(DATA TO PROCESS)
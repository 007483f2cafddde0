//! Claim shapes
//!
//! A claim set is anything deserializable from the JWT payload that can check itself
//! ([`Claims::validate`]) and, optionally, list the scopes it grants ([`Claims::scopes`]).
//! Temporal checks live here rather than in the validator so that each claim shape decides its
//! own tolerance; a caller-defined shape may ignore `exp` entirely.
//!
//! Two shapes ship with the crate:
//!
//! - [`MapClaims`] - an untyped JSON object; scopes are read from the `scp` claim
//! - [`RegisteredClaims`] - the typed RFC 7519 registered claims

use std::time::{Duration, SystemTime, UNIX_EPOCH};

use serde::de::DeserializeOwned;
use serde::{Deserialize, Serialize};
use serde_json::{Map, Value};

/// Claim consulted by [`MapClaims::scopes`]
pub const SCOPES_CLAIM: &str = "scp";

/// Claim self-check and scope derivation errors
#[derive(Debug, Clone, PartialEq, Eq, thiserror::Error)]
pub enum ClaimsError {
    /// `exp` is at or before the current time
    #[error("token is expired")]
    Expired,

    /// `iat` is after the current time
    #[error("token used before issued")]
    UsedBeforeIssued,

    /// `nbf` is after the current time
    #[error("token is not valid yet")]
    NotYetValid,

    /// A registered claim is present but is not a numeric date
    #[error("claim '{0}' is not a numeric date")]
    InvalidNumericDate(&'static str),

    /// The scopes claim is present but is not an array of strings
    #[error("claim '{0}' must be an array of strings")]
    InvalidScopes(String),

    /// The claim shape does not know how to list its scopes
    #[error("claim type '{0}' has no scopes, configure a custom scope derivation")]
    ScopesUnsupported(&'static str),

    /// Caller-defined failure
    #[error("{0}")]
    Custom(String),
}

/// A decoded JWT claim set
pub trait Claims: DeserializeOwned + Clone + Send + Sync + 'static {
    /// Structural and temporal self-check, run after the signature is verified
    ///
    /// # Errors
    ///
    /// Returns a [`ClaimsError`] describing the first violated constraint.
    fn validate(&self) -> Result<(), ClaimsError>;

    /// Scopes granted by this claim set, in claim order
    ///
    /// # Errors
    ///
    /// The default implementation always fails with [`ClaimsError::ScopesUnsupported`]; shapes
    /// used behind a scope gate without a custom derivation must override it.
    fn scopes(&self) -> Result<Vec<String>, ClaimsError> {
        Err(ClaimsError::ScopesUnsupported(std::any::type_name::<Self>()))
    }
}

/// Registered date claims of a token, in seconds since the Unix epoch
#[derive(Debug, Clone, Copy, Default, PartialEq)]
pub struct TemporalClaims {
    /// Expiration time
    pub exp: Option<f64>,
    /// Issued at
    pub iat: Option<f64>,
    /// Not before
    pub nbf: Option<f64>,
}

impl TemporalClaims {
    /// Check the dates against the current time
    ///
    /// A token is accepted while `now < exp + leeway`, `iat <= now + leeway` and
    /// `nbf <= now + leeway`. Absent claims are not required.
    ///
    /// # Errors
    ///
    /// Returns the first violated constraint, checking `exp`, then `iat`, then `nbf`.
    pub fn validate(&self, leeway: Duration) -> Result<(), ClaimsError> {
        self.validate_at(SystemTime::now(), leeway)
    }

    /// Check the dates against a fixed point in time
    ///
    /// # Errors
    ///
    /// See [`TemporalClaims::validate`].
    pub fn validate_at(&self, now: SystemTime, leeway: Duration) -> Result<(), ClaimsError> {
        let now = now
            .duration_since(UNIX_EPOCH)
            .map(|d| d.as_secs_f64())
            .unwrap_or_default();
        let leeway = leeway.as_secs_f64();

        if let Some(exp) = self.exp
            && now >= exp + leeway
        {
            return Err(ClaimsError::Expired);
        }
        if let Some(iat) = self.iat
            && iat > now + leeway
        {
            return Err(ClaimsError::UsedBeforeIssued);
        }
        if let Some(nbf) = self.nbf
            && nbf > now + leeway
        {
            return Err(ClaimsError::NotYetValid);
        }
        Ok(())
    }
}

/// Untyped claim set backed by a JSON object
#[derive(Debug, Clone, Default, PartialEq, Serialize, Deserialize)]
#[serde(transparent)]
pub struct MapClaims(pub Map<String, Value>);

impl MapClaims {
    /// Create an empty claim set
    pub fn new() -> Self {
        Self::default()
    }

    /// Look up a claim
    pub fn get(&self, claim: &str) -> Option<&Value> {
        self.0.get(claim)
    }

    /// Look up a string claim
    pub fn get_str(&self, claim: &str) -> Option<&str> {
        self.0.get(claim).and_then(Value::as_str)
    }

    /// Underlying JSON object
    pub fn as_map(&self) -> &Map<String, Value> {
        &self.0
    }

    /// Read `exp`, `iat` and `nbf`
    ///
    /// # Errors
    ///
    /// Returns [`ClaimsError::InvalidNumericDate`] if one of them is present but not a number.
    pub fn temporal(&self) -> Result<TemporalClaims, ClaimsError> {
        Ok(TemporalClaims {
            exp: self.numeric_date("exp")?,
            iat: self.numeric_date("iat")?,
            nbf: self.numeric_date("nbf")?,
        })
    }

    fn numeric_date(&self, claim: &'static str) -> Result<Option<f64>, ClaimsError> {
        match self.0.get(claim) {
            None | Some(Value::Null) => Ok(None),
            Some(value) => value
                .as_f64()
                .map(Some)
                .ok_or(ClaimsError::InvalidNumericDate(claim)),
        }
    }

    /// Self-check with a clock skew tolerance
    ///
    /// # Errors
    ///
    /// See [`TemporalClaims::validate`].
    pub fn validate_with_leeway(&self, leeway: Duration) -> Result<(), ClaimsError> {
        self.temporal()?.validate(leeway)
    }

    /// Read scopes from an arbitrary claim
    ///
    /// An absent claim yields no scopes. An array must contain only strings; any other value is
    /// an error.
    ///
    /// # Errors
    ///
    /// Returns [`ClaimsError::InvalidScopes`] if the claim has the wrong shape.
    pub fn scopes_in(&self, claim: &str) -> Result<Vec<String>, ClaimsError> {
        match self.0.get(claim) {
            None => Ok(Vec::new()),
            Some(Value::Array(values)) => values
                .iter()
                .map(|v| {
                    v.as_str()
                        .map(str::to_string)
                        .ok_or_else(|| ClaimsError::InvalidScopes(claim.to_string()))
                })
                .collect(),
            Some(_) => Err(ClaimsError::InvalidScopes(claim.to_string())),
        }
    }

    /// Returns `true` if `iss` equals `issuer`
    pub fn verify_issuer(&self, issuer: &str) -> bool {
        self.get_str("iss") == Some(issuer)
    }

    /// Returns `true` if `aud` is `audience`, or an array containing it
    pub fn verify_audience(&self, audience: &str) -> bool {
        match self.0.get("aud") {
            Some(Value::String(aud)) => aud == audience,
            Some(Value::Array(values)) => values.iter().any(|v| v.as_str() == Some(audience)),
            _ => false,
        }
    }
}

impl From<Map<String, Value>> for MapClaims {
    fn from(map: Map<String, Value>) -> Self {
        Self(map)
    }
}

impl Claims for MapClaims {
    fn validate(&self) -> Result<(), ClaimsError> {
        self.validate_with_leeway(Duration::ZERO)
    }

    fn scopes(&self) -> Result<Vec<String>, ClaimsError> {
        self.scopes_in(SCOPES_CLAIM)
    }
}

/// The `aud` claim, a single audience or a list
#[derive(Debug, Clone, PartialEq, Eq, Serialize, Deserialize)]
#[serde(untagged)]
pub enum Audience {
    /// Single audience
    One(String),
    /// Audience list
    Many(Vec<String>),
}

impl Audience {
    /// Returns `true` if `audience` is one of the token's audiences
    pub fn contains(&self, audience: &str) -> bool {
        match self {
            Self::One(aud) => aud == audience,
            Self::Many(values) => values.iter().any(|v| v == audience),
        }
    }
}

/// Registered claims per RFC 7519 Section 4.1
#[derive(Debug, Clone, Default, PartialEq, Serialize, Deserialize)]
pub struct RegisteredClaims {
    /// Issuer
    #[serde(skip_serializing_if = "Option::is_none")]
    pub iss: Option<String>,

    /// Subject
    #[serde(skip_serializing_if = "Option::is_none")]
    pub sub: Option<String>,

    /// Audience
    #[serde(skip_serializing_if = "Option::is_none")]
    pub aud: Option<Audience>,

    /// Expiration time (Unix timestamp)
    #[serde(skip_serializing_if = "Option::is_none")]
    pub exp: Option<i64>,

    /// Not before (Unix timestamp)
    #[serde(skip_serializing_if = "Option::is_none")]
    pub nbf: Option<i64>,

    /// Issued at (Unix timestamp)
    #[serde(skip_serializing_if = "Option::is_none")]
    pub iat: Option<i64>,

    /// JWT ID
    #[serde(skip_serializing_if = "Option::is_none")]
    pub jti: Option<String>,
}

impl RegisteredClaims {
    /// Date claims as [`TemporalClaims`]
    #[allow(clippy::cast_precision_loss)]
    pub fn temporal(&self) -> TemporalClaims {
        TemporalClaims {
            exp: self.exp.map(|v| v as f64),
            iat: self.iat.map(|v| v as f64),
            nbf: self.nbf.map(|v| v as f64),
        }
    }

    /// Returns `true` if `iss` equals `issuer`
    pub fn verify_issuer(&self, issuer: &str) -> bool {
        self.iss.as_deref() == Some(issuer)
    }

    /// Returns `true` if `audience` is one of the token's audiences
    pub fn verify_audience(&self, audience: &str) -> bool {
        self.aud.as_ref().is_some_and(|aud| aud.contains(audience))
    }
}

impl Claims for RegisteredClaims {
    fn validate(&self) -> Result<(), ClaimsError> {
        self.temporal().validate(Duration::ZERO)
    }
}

* * *

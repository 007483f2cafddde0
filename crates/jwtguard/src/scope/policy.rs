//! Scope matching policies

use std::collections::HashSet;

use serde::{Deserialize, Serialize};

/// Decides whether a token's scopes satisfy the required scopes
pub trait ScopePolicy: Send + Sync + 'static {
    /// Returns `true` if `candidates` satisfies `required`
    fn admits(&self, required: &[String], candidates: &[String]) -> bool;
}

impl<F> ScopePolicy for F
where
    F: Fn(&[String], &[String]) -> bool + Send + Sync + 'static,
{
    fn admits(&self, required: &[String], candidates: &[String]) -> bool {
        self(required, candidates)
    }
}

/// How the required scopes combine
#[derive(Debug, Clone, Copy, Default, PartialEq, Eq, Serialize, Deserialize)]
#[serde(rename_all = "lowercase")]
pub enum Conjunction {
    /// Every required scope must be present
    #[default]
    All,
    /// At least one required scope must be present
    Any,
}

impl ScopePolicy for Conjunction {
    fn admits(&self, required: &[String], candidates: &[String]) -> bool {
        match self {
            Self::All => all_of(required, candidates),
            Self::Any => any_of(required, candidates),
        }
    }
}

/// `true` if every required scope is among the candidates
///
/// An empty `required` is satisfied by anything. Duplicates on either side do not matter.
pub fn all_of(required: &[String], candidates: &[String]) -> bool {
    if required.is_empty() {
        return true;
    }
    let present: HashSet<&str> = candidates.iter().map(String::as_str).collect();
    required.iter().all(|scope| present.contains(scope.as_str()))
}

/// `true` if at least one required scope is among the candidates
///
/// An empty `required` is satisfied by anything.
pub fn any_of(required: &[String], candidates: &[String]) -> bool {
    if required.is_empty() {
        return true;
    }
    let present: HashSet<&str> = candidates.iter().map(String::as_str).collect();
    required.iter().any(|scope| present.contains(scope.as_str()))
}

(ABOUT THIS EXERCISE) Lines with the word "satisfied" in them should be copied from the preceding records.

(TASK SOLUTION)
/// An empty `required` is satisfied by anything. Duplicates on either side do not matter.
/// An empty `required` is satisfied by anything.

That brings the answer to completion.